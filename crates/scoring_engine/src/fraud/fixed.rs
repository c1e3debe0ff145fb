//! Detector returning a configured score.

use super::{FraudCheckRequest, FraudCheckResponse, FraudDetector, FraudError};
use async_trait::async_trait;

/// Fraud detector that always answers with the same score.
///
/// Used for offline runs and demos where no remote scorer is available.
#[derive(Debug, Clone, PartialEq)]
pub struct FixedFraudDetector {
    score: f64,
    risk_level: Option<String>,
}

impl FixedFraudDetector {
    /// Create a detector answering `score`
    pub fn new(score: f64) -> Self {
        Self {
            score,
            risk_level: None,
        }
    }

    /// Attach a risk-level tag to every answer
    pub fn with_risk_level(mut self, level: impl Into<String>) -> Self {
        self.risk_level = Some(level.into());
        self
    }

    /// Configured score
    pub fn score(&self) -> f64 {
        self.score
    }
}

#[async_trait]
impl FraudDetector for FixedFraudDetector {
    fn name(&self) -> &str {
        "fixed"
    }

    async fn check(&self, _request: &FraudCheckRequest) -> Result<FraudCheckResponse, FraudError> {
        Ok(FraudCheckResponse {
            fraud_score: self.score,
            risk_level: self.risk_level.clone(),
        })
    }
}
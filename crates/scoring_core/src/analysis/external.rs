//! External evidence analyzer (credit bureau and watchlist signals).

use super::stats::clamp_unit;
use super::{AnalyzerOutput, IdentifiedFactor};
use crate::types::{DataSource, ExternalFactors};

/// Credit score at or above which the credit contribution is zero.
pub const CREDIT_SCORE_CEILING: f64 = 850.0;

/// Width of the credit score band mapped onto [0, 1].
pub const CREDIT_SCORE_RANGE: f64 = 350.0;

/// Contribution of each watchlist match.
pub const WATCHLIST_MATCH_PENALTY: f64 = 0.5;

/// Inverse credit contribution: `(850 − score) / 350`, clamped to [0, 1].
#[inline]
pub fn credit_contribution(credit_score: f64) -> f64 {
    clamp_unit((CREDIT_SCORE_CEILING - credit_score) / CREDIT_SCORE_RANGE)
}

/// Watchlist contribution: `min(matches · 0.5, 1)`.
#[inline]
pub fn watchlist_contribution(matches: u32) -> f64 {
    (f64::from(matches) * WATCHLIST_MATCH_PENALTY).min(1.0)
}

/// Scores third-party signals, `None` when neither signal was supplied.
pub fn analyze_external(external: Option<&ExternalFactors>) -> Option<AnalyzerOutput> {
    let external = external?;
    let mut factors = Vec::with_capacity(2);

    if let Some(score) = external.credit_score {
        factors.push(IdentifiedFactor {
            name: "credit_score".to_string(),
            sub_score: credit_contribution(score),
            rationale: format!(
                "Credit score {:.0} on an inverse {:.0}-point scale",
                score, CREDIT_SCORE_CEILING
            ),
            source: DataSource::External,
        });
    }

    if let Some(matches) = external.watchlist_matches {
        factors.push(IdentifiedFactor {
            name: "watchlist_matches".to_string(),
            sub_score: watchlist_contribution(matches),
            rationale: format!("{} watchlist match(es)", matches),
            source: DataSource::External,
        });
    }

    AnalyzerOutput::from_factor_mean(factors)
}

-----

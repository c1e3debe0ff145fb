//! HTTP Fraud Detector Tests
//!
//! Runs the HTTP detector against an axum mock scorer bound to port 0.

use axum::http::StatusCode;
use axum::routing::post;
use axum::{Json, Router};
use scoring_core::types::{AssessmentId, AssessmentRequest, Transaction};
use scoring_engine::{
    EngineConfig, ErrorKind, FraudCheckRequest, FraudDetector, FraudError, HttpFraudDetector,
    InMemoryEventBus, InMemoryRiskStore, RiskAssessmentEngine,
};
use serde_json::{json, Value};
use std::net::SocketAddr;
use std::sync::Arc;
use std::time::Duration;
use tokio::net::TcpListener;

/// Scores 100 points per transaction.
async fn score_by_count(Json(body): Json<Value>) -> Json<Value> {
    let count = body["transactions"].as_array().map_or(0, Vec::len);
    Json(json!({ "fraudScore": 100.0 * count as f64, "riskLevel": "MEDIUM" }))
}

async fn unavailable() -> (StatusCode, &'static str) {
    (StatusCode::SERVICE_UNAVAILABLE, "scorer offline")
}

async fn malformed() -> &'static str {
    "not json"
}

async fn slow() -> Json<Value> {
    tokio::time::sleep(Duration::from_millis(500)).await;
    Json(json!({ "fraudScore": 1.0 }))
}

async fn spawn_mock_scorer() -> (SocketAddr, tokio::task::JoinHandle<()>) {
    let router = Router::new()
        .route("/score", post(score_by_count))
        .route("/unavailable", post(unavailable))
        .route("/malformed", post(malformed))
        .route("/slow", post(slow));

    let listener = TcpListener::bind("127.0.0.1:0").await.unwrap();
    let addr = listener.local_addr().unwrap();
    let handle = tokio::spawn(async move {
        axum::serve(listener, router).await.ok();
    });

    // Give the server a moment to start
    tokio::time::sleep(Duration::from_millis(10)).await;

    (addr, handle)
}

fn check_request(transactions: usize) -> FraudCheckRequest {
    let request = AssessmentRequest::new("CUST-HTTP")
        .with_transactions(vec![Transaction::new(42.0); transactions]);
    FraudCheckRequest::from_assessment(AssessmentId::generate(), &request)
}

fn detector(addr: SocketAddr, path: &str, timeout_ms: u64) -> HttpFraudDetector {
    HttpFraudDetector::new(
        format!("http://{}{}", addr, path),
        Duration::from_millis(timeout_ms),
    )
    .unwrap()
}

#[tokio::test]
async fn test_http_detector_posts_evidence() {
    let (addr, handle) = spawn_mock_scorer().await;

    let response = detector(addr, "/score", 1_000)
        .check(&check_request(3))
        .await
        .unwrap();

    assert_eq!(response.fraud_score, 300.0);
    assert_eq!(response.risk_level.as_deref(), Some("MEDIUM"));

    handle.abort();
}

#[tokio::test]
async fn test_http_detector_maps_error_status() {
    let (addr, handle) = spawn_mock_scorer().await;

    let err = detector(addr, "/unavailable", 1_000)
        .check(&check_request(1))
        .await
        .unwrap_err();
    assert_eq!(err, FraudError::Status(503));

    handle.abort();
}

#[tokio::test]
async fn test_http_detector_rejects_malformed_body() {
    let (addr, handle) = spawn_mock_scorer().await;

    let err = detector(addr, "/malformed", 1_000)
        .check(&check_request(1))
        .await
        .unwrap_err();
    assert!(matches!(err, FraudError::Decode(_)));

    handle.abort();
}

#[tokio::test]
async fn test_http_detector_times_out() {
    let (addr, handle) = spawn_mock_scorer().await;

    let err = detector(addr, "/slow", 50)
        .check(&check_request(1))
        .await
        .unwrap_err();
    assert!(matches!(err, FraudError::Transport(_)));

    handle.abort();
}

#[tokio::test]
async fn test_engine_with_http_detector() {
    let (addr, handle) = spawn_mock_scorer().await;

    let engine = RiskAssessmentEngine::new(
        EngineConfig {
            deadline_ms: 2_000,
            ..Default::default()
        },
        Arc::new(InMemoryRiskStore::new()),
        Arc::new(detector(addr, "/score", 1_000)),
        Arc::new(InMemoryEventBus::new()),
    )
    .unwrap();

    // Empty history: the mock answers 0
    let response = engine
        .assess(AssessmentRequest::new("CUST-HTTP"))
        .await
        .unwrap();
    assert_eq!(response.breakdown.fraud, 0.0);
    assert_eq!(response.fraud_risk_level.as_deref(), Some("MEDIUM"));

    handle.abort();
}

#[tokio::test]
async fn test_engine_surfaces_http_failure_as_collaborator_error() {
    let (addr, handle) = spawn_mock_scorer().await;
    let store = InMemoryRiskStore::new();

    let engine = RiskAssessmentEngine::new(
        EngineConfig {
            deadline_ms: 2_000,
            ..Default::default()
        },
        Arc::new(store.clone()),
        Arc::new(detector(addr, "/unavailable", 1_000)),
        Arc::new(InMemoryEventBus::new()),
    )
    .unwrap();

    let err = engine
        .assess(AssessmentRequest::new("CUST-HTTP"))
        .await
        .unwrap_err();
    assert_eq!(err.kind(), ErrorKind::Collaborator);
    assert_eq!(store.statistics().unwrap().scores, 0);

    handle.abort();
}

-----

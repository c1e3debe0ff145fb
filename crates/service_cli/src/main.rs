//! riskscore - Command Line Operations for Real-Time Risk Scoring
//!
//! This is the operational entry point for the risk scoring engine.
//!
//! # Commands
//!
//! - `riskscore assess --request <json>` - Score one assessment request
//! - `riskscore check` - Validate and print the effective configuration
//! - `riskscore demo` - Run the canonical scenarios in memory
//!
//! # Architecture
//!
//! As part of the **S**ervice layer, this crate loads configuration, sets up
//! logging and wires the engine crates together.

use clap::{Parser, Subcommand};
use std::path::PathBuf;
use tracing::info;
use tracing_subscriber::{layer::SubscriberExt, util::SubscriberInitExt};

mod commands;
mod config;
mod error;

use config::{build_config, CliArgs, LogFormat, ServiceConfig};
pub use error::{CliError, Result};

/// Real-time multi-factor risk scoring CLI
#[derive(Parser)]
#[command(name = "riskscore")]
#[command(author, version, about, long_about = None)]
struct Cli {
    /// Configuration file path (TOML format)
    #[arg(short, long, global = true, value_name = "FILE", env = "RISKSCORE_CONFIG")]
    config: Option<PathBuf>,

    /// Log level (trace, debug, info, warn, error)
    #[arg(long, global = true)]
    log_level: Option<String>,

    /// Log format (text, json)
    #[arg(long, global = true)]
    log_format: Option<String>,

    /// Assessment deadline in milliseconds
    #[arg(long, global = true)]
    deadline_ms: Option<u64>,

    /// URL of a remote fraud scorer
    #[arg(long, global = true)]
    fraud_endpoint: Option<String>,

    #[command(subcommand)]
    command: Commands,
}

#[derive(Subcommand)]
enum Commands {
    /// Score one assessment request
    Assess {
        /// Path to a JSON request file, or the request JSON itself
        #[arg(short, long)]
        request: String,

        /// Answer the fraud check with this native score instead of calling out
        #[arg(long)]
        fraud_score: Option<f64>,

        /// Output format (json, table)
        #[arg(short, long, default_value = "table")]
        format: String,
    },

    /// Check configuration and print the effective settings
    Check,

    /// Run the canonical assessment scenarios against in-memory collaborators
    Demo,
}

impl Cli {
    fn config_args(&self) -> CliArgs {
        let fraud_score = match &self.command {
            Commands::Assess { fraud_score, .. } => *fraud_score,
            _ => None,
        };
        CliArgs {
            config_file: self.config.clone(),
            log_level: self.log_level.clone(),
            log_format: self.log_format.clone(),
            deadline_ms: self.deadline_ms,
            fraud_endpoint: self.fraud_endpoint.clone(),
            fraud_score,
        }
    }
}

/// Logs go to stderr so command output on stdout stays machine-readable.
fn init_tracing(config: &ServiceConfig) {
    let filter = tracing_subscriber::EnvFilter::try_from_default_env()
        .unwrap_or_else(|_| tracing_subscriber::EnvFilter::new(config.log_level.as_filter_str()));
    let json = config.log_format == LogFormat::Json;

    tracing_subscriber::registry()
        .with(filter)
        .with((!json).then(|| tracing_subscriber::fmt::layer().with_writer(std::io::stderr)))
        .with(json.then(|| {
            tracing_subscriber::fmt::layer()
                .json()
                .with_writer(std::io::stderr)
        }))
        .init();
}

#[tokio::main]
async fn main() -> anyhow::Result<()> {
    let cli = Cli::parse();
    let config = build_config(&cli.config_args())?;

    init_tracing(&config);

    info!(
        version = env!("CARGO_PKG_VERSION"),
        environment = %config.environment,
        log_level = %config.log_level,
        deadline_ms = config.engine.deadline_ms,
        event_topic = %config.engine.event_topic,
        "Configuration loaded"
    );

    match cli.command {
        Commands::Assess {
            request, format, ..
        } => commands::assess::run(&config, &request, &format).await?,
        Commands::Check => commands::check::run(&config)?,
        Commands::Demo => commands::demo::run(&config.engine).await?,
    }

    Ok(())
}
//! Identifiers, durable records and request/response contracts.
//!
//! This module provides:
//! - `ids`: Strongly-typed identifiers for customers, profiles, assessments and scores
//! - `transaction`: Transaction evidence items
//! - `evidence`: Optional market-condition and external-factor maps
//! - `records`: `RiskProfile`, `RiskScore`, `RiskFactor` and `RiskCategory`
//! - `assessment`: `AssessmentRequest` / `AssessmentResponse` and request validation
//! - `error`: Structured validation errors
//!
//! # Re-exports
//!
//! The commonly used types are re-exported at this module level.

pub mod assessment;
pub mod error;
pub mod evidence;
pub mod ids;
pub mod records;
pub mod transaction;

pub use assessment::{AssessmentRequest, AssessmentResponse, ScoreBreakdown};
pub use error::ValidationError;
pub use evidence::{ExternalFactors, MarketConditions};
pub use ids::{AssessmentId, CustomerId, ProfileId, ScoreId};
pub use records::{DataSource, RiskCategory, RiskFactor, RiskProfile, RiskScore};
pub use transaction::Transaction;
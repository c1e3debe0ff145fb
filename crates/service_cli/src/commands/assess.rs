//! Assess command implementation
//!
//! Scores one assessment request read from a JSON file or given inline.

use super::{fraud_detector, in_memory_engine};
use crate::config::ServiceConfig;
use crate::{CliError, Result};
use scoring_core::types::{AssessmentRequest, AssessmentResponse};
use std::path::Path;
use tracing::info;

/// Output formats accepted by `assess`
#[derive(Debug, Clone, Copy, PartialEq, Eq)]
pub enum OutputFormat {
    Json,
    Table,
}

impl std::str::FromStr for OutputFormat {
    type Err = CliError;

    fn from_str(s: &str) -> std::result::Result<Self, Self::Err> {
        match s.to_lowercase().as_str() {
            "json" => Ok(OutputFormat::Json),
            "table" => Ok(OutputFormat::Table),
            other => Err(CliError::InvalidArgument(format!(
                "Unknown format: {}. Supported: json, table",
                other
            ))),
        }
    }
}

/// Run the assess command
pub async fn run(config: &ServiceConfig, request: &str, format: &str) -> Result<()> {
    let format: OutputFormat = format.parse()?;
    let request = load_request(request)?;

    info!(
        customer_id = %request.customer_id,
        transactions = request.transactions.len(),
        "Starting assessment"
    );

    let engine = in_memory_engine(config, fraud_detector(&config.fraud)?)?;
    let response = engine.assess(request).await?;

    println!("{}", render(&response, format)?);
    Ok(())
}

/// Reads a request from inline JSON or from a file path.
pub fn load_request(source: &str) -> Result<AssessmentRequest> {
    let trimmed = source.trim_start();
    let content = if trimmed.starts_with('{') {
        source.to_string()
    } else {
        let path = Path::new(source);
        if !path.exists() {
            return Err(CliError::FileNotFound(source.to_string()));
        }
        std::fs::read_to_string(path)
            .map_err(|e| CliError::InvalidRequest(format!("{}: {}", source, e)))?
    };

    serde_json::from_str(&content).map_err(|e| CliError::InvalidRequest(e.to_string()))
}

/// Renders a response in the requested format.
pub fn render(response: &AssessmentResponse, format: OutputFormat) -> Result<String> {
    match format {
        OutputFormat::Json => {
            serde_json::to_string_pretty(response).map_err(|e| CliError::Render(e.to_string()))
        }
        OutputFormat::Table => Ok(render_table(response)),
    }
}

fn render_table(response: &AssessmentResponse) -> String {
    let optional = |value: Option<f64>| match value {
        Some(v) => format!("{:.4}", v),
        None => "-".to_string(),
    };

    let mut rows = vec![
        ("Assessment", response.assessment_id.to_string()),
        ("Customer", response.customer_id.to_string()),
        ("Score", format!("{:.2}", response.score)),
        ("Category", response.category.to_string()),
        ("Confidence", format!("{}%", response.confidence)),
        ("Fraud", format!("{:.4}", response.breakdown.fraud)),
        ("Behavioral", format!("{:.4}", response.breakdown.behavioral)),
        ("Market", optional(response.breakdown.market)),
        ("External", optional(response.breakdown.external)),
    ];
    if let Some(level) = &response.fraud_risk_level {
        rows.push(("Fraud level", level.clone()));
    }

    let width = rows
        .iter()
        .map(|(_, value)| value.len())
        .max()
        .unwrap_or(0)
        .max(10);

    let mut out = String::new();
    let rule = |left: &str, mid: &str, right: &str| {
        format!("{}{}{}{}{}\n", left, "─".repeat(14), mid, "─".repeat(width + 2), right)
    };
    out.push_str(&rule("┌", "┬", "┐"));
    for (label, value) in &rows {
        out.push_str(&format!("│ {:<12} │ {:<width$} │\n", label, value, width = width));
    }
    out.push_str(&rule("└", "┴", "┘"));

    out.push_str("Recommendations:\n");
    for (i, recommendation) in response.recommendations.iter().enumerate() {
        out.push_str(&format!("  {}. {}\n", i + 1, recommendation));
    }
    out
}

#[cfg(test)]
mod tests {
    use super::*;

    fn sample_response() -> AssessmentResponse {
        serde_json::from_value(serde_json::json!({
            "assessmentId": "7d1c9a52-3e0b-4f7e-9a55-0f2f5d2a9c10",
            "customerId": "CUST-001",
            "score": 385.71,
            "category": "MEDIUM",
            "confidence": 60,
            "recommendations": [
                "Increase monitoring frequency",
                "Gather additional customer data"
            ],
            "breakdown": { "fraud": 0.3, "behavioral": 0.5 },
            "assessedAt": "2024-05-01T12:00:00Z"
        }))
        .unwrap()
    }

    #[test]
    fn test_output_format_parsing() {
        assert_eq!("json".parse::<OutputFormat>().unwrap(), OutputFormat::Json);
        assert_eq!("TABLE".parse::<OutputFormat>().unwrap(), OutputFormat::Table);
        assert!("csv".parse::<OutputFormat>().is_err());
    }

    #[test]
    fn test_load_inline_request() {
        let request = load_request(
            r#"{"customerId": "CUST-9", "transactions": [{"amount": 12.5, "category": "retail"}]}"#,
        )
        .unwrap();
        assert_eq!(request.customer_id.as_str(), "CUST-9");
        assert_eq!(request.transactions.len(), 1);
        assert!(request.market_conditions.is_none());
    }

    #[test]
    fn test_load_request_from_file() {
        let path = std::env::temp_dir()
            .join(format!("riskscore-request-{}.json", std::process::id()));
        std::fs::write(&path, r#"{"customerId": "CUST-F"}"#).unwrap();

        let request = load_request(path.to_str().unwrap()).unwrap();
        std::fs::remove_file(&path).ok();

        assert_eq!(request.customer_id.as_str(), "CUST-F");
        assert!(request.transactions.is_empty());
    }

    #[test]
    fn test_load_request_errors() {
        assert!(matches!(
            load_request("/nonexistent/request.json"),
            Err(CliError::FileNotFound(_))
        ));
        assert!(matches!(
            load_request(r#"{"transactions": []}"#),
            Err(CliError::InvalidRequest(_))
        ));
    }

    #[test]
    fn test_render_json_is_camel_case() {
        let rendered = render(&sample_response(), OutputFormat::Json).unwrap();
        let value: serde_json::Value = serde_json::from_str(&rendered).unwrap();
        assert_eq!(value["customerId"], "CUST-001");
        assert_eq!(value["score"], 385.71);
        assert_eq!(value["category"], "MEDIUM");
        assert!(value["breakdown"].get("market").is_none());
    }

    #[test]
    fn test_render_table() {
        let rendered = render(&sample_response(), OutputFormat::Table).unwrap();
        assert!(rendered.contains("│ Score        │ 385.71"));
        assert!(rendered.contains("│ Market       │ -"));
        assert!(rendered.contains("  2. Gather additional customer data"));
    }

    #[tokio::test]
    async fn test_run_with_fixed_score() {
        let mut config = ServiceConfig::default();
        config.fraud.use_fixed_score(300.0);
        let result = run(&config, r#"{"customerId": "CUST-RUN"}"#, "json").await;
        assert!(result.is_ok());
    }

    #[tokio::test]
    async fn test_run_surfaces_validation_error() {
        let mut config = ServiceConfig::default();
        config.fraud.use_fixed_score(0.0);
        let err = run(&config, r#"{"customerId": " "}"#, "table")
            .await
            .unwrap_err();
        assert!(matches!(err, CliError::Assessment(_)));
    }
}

-----

§ **INSTRUCTIONS FOR THE TASK**: The response should hold exactly the lines starting at the line with "filename crates/scoring_engine/src/fraud/fixed.rs" and ending at the line with "filename crates/scoring_core/src/analysis/external.rs", and no other line of the material above.

§ **ANSWER TO THE PROBLEM**:
filename crates/scoring_engine/src/fraud/fixed.rs
repository c1e3debe0ff145fb
//! Detector returning a configured score.

use super::{FraudCheckRequest, FraudCheckResponse, FraudDetector, FraudError};
use async_trait::async_trait;

/// Fraud detector that always answers with the same score.
///
/// Used for offline runs and demos where no remote scorer is available.
#[derive(Debug, Clone, PartialEq)]
pub struct FixedFraudDetector {
    score: f64,
    risk_level: Option<String>,
}

impl FixedFraudDetector {
    /// Create a detector answering `score`
    pub fn new(score: f64) -> Self {
        Self {
            score,
            risk_level: None,
        }
    }

    /// Attach a risk-level tag to every answer
    pub fn with_risk_level(mut self, level: impl Into<String>) -> Self {
        self.risk_level = Some(level.into());
        self
    }

    /// Configured score
    pub fn score(&self) -> f64 {
        self.score
    }
}

#[async_trait]
impl FraudDetector for FixedFraudDetector {
    fn name(&self) -> &str {
        "fixed"
    }

    async fn check(&self, _request: &FraudCheckRequest) -> Result<FraudCheckResponse, FraudError> {
        Ok(FraudCheckResponse {
            fraud_score: self.score,
            risk_level: self.risk_level.clone(),
        })
    }
}
filename crates/scoring_core/src/analysis/external.rs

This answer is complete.